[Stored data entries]
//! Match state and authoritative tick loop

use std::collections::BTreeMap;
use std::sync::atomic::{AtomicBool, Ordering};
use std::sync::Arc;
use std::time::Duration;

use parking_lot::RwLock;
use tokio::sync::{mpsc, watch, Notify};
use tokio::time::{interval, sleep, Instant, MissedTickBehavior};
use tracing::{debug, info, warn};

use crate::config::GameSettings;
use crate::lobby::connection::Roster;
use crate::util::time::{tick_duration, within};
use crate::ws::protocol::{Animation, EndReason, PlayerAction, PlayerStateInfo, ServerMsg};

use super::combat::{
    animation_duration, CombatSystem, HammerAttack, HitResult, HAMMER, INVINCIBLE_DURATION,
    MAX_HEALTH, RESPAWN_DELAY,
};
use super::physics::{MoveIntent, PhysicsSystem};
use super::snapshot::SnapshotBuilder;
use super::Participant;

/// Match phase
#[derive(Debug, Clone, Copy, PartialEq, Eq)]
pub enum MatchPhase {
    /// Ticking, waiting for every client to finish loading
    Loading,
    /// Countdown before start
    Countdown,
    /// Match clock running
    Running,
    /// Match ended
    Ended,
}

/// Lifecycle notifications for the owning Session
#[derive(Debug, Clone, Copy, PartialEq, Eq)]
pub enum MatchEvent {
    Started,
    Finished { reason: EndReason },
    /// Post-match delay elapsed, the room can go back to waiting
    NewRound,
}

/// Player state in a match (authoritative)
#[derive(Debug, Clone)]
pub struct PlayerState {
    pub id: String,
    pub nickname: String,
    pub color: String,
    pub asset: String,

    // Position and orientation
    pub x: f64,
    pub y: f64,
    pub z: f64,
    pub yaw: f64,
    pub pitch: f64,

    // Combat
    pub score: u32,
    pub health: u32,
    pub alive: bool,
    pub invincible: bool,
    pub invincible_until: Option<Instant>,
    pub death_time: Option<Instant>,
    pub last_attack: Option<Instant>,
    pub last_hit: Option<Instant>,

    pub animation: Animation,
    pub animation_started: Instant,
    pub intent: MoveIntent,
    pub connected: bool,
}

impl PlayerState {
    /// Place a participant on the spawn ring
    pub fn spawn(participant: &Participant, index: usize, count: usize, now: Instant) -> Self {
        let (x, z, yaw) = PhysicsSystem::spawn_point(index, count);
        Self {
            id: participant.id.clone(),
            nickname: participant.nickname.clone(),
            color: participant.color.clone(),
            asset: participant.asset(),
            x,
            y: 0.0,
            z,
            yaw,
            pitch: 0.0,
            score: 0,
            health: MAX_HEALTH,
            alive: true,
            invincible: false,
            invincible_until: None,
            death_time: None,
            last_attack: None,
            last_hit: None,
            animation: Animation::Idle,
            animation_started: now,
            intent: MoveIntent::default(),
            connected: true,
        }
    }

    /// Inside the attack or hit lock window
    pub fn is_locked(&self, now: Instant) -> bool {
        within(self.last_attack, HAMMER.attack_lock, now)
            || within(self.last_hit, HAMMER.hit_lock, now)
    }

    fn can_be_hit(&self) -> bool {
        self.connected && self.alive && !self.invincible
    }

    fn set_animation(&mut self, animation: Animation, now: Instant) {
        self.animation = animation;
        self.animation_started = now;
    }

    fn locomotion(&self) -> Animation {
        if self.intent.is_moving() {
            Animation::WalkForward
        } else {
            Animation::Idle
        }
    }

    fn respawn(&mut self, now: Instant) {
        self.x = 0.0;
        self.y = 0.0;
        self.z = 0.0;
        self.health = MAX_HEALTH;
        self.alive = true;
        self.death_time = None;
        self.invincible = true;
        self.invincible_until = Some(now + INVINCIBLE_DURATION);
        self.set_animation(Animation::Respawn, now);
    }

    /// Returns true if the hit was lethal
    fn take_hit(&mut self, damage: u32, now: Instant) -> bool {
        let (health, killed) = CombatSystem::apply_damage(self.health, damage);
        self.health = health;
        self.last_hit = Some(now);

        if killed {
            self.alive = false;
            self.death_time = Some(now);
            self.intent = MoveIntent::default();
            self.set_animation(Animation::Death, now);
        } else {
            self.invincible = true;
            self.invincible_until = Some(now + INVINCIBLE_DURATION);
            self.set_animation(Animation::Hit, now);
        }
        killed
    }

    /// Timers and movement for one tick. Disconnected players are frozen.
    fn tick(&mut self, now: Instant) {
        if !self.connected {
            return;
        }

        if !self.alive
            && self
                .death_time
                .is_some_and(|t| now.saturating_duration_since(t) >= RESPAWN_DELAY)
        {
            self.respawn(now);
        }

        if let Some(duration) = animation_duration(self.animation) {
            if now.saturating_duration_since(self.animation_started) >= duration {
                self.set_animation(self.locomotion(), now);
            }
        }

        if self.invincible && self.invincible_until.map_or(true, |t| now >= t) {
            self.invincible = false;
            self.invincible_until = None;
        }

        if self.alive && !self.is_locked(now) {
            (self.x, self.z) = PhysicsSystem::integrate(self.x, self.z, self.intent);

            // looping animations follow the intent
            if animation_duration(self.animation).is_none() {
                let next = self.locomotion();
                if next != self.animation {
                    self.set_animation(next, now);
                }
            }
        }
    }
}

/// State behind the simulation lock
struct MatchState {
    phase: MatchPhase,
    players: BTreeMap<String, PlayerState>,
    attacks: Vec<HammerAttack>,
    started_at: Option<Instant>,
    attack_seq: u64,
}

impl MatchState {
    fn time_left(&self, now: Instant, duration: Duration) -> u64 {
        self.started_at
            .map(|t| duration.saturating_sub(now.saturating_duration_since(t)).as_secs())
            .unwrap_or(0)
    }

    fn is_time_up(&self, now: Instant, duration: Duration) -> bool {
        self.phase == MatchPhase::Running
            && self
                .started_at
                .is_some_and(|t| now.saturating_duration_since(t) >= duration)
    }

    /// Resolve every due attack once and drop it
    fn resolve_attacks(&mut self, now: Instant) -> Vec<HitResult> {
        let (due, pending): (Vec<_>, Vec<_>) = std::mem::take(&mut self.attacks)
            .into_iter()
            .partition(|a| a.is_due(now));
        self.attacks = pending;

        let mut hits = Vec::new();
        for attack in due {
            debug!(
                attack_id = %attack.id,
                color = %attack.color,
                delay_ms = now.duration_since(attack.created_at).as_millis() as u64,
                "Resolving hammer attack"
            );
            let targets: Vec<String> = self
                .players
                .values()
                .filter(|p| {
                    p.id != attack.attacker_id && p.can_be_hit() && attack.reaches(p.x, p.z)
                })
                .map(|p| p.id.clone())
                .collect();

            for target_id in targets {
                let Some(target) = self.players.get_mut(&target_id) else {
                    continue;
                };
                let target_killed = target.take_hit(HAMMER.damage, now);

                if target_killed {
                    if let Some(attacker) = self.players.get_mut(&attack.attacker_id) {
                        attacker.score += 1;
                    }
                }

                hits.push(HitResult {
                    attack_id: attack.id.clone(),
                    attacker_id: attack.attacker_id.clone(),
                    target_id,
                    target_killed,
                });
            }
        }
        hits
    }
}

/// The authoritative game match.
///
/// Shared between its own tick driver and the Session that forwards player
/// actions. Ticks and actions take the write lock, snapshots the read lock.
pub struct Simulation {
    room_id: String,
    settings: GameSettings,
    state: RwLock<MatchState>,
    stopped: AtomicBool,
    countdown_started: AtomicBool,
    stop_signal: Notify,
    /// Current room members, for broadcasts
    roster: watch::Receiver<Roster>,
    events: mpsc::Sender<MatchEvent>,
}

- WORK INSTRUCTIONS -
Only the number is required: state how many lines of the entries hold the word "watch".

- ANSWER TO THIS PROBLEM -
2